I've been finding my Matrix assignment and addition operations are becoming the bottleneck when I start scaling out, with 256 cores being my test. It's enough that the performance goes from 60ms per DOF in a shared memory mpirun to 700ms per DOF in a infiniband mpirun.
The Matrix assignment and addition operations are the result of breaking apart my bilinear forms so that I avoid their assembly during integration - so I'm happy to be at this point. At each iteration I am doing A = A_part1 + dt*A_part2.

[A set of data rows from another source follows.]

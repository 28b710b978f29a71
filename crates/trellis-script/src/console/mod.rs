//! The `console` host capability bound into every sandbox.
//!
//! Guest scripts see a global value named [`CONSOLE_BINDING`] with a
//! variadic `log(...)` method. Each argument is rendered with Rhai's
//! default display conversion, the renderings are joined with single
//! spaces, and the resulting line is written to the sandbox's [`LogSink`]
//! as one atomic write so that lines from concurrently running plugins
//! never interleave mid-line.
//!
//! `log` must never raise inside the guest: sink write failures and lock
//! poisoning are swallowed rather than propagated into script execution.

use std::io::{self, Write};
use std::sync::{Arc, Mutex};

use rhai::{Dynamic, Engine};

/// Name under which the console capability is visible to guest code.
pub const CONSOLE_BINDING: &str = "console";

/// Destination for guest log lines, shared between sandboxes.
///
/// The mutex guarantees that each logged line is written without
/// interleaving even when plugins run concurrently.
pub type LogSink = Arc<Mutex<dyn Write + Send>>;

/// Returns a sink that writes guest log lines to the host's stdout.
#[must_use]
pub fn stdout_sink() -> LogSink {
    Arc::new(Mutex::new(io::stdout()))
}

/// Host-side logging capability exposed to guest scripts.
///
/// A `Console` is resolved for the [`CONSOLE_BINDING`] identifier in
/// every position of a sandboxed script, including inside function
/// bodies, via the engine's variable resolver.
#[derive(Clone)]
pub struct Console {
    sink: LogSink,
}

impl Console {
    /// Creates a console writing to the given sink.
    #[must_use]
    pub fn new(sink: LogSink) -> Self {
        Self { sink }
    }

    /// Formats the arguments space-separated and writes one line.
    ///
    /// Infallible by contract: write errors and poisoned locks are
    /// ignored so that guest execution can never be aborted by the
    /// logging capability.
    fn log_line(&self, args: &[Dynamic]) {
        let mut line = args
            .iter()
            .map(ToString::to_string)
            .collect::<Vec<_>>()
            .join(" ");
        line.push('\n');
        if let Ok(mut sink) = self.sink.lock() {
            drop(sink.write_all(line.as_bytes()));
        }
    }
}

impl std::fmt::Debug for Console {
    fn fmt(&self, f: &mut std::fmt::Formatter<'_>) -> std::fmt::Result {
        f.debug_struct("Console").finish_non_exhaustive()
    }
}

/// Registers `log` for one fixed arity.
///
/// Rhai native functions have fixed arity, so the variadic surface is
/// emulated by registering `log` once per supported argument count.
macro_rules! register_log_arity {
    ($engine:expr $(, $arg:ident)*) => {
        $engine.register_fn("log", |console: &mut Console $(, $arg: Dynamic)*| {
            console.log_line(&[$($arg),*]);
        });
    };
}

/// Binds the console capability into an engine.
///
/// Installs the `log` method for zero through eight arguments and a
/// variable resolver that makes [`CONSOLE_BINDING`] visible everywhere
/// in guest code. More than eight arguments surfaces to the guest as an
/// ordinary function-not-found error.
pub fn bind(engine: &mut Engine, sink: LogSink) {
    engine.register_type_with_name::<Console>("Console");
    register_log_arity!(engine);
    register_log_arity!(engine, a1);
    register_log_arity!(engine, a1, a2);
    register_log_arity!(engine, a1, a2, a3);
    register_log_arity!(engine, a1, a2, a3, a4);
    register_log_arity!(engine, a1, a2, a3, a4, a5);
    register_log_arity!(engine, a1, a2, a3, a4, a5, a6);
    register_log_arity!(engine, a1, a2, a3, a4, a5, a6, a7);
    register_log_arity!(engine, a1, a2, a3, a4, a5, a6, a7, a8);

    let console = Console::new(sink);
    engine.on_var(move |name, _, _| {
        if name == CONSOLE_BINDING {
            Ok(Some(Dynamic::from(console.clone())))
        } else {
            Ok(None)
        }
    });
}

I'm using C++ to interface with DOLFIN, using PETSc as my LA backend. I did notice something that appears inconsistent between Matrix and Vector assignment operator implementations. The PETScMatrix assignment operator throws an error if the Matrix has already been initialized:
const PETScMatrix& PETScMatrix::operator= (const PETScMatrix& A)
{
if (!A.mat())
{
if (_matA)
{
dolfin_error("PETScMatrix.cpp",
"assign to PETSc matrix",
"PETScMatrix may not be initialized more than once.");
MatDestroy(&_matA);
}
_matA = NULL;
}
else if (this != &A) // Check for self-assignment
{
if (_matA)
{
// Get reference count to _matA
PetscInt ref_count = 0;
PetscObjectGetReference((PetscObject)_matA, &ref_count);
if (ref_count > 1)
{
dolfin_error("PETScMatrix.cpp",
"assign to PETSc matrix",
"More than one object points to the underlying PETSc object");
}
dolfin_error("PETScMatrix.cpp",
"assign to PETSc matrix",
"PETScMatrix may not be initialized more than once.");
MatDestroy(&_matA);
}
// Duplicate with the same pattern as A.A
PetscErrorCode ierr = MatDuplicate(A.mat(), MAT_COPY_VALUES, &_matA);
if (ierr != 0) petsc_error(ierr, __FILE__, "MatDuplicate");
}
return *this;
}
But what I need, at least I think I need, is this PETSc operation on my existing Matrix (a copy not duplicate would be ideal)
PetscErrorCode ierr = MatDuplicate(A.mat(), MAT_COPY_VALUES, &_matA);
Interestingly the PETScVector assignment operator has a different behavior:
const PETScVector& PETScVector::operator= (const PETScVector& v)
{
// Check that vector lengths are equal
if (size() != v.size())
{
dolfin_error("PETScVector.cpp",
"assign one vector to another",
"Vectors must be of the same length when assigning. "
"Consider using the copy constructor instead");
}
// Check that vector local ranges are equal (relevant in parallel)
if (local_range() != v.local_range())
{
dolfin_error("PETScVector.cpp",
"assign one vector to another",
"Vectors must have the same parallel layout when assigning. "
"Consider using the copy constructor instead");
}
// Check for self-assignment
if (this != &v)
{
// Copy data (local operation)
dolfin_assert(v._x);
dolfin_assert(_x);
PetscErrorCode ierr = VecCopy(v._x, _x);
if (ierr != 0) petsc_error(ierr, __FILE__, "VecCopy");
// Update ghost values
update_ghost_values();
}
return *this;
}
Where there is no error if the Vector has already been initialized, instead you get a nice PETSc copy from:
PetscErrorCode ierr = VecCopy(v._x, _x);
That aside, how can I implement A = A_part1 + dt*A_part2 as a nice copy + axpy?
Edit For vectors I can do the operations locally on each worker like so:
std::dynamic_pointer_cast<PETScVector>(other.c->vector())->apply("");
other.c->vector()->get_local(temp_val);
c->vector()->set_local(temp_val);
std::dynamic_pointer_cast<PETScVector>(c->vector())->apply("");
There is a set_local for a Matrix, but no get_local?
Edit2
Just wanted to note that these should be all local copies... I just need to do a purely local copy of the values with no update across workers.